According to Jonathan Safran Foer, author of Eating Animals, the typical U.S. cattle feedlot will produce 344 million pounds of waste per year. In fact, in the U.S. alone, farmed animals create 130 times the amount of waste as the entire human population—”87,000 pounds of shit per second.”
What’s more is that regulations and infrastructure are minimally monitored by the government, which is why 35,000 miles of U.S. rivers have been severely polluted (“for reference, the circumference of the earth is roughly 25,000 miles”) by the noxious sludge.
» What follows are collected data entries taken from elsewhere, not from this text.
use crate::prompts;
use crate::types::{Source, SourceType};
use crate::url_check::{self, UrlRejection};
use chrono::{DateTime, NaiveDate};
use factcheck_common::{FactcheckError, Result, VerificationConfig};
use factcheck_llm::sanitize;
use factcheck_llm::traits::LlmClient;
use futures::stream::{self, StreamExt};
use serde::Deserialize;
use std::sync::Arc;

const CREDIBILITY_TEMPERATURE: f32 = 0.0;

/// Why a single source was or was not kept.
#[derive(Debug, Clone, PartialEq)]
pub enum Assessment {
    /// Passed; carries the enriched copy of the source.
    Accepted(Source),
    /// The model answered but the source fell below policy.
    Rejected { reason: String },
    /// Screened out before any model call.
    InvalidUrl(UrlRejection),
    /// The reply held no usable JSON object.
    Unparseable,
}

/// Result of a batch pass. Gateway failures are kept apart from policy
/// rejections so a caller can tell "not credible" from "could not ask".
#[derive(Debug, Default)]
pub struct AssessmentBatch {
    pub accepted: Vec<Source>,
    pub failures: Vec<(String, FactcheckError)>,
}

#[derive(Debug, Deserialize)]
#[serde(rename_all = "camelCase")]
struct CredibilityReply {
    #[serde(default)]
    is_valid: bool,
    #[serde(default)]
    credibility_score: Option<f64>,
    #[serde(default)]
    source_type: Option<String>,
    #[serde(default)]
    analysis: Option<String>,
    #[serde(default)]
    date: Option<String>,
}

/// Scores candidate URLs through the gateway and keeps the credible ones.
#[derive(Clone)]
pub struct CredibilityAssessor {
    client: Arc<dyn LlmClient + Send + Sync>,
    config: Arc<VerificationConfig>,
}

impl CredibilityAssessor {
    pub fn new(client: Arc<dyn LlmClient + Send + Sync>, config: Arc<VerificationConfig>) -> Self {
        Self { client, config }
    }

    /// Classify one source. Only gateway failures are errors.
    pub async fn evaluate(&self, source: &Source) -> Result<Assessment> {
        if let Err(rejection) = url_check::validate(&source.url) {
            tracing::debug!(url = %source.url, %rejection, "assess.invalid_url");
            return Ok(Assessment::InvalidUrl(rejection));
        }

        let reply = self
            .client
            .ask(
                &self.config.model,
                prompts::CREDIBILITY_SYSTEM,
                &prompts::credibility(&source.url),
                CREDIBILITY_TEMPERATURE,
            )
            .await?;

        match sanitize::parse_reply::<CredibilityReply>(&reply.text) {
            Some(parsed) => Ok(self.judge(source, parsed)),
            None => {
                tracing::warn!(
                    url = %source.url,
                    reply_len = reply.text.len(),
                    raw = %reply.text,
                    "assess.unparseable"
                );
                Ok(Assessment::Unparseable)
            }
        }
    }

    fn judge(&self, source: &Source, reply: CredibilityReply) -> Assessment {
        let score = match reply.credibility_score {
            Some(score) if reply.is_valid && score >= self.config.credibility_min => score,
            other => {
                let reason = reply.analysis.unwrap_or_else(|| match other {
                    Some(score) => format!("credibility score {score} below threshold"),
                    None => "no credibility score returned".to_string(),
                });
                return Assessment::Rejected { reason };
            }
        };

        let mut enriched = source.clone();
        enriched.credibility_score = Some(score);
        enriched.source_type = reply
            .source_type
            .as_deref()
            .and_then(|t| t.parse::<SourceType>().ok());
        enriched.analysis = reply.analysis;
        enriched.date = reply.date.as_deref().and_then(parse_date);
        Assessment::Accepted(enriched)
    }

    /// Enriched source when accepted. Failures are logged, never raised.
    pub async fn assess(&self, source: &Source) -> Option<Source> {
        match self.evaluate(source).await {
            Ok(assessment) => accepted(&source.url, assessment),
            Err(e) => {
                tracing::warn!(url = %source.url, error = %e, "assess.failed");
                None
            }
        }
    }

    /// Survivors of a bounded fan-out, in input order.
    pub async fn assess_all(&self, sources: &[Source]) -> Vec<Source> {
        self.assess_batch(sources).await.accepted
    }

    /// Like [`assess_all`](Self::assess_all) but also reports which sources
    /// could not be assessed because the gateway failed.
    pub async fn assess_batch(&self, sources: &[Source]) -> AssessmentBatch {
        let limit = self.config.assessment_concurrency();
        let results: Vec<_> = stream::iter(sources)
            .map(|source| async move { (source, self.evaluate(source).await) })
            .buffered(limit)
            .collect()
            .await;

        let mut batch = AssessmentBatch::default();
        for (source, result) in results {
            match result {
                Ok(assessment) => {
                    if let Some(kept) = accepted(&source.url, assessment) {
                        batch.accepted.push(kept);
                    }
                }
                Err(e) => {
                    tracing::warn!(url = %source.url, error = %e, "assess.failed");
                    batch.failures.push((source.url.clone(), e));
                }
            }
        }
        tracing::info!(
            candidates = sources.len(),
            accepted = batch.accepted.len(),
            failed = batch.failures.len(),
            "assess.batch"
        );
        batch
    }
}

fn accepted(url: &str, assessment: Assessment) -> Option<Source> {
    match assessment {
        Assessment::Accepted(source) => Some(source),
        Assessment::Rejected { reason } => {
            tracing::info!(url, %reason, "assess.rejected");
            None
        }
        Assessment::InvalidUrl(_) | Assessment::Unparseable => None,
    }
}

/// `YYYY-MM-DD`, or the date part of an RFC 3339 timestamp.
fn parse_date(raw: &str) -> Option<NaiveDate> {
    let raw = raw.trim();
    NaiveDate::parse_from_str(raw, "%Y-%m-%d")
        .ok()
        .or_else(|| DateTime::parse_from_rfc3339(raw).ok().map(|dt| dt.date_naive()))
}
use std::sync::OnceLock;

use factcheck_common::observability::{LogConfig, LogFormat};
use factcheck_common::GatewayConfig;
use serde_json::{json, Value};
use wiremock::MockServer;

static INIT_PATH: OnceLock<std::path::PathBuf> = OnceLock::new();

pub fn init_test_tracing() {
    let _ = INIT_PATH.get_or_init(|| {
        let format = match std::env::var("FACTCHECK_LOG_FORMAT") {
            Ok(raw) if raw.trim().eq_ignore_ascii_case("json") => LogFormat::Json,
            _ => LogFormat::Text,
        };
        let config = LogConfig {
            app_name: "factcheck-verify-tests",
            log_dir: Some(std::env::temp_dir().join("factcheck-verify-tests")),
            emit_stderr: true,
            format,
            default_filter: "factcheck_verify=debug,info".to_string(),
        };
        factcheck_common::observability::init_logging(config).unwrap_or_default()
    });
}

pub fn gateway_for(server: &MockServer) -> GatewayConfig {
    GatewayConfig {
        endpoint: format!("{}/v1/chat/completions", server.uri()),
        api_key: Some("sk-test".to_string()),
        timeout_secs: 5,
        max_retries: 0,
    }
}

/// Chat-completions body whose single choice carries `content`.
pub fn completion(content: &str) -> Value {
    json!({
        "id": "chatcmpl-test",
        "model": "claude-3.5-sonnet",
        "choices": [{"index": 0, "message": {"role": "assistant", "content": content}}],
        "usage": {"total_tokens": 42}
    })
}

/// Model reply fenced the way gateways commonly return it.
pub fn fenced(value: Value) -> String {
    format!("```json\n{value}\n```")
}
If an unlucky, likely low-income, undocumented and (therefore, naturally) marginalized farmhand were to fall into the lagoon, s/he would undoubtedly die from exposure to the concentrated heavy metals, extreme levels of nitrogen and phosphorus, hormone residues, endocrine disruptors, antibiotics, pesticides, diseases and persistent chemicals that combine into a hyper-toxic stew.
And because it is so toxic, the manure is truly a waste product: something that does not naturally exist in ecosystems. It is no longer able to be used as a fertilizer, as manure has been traditionally used in the past, in fact, it would quickly kill anything it “fertilized”. Instead, it just sits—evaporating into the atmosphere, only to fall as precipitation hundreds of miles away. Or else, it leaches into groundwater thus affecting local communities’ water resources.
So why were these photos taken? According to Farm Forward, more than 99 percent of farmed animals in the U.S. are raised in feedlots. In an interview with Business Insider, artist Mishka Henner explained his work:
“The feedlots are a brilliant representation of how abstract our food industry has come. It’s an efficient system for extracting the maximum yield from animals. That’s the world we live in now. We want to extract the maximum yield from everything, no matter what business you are in.”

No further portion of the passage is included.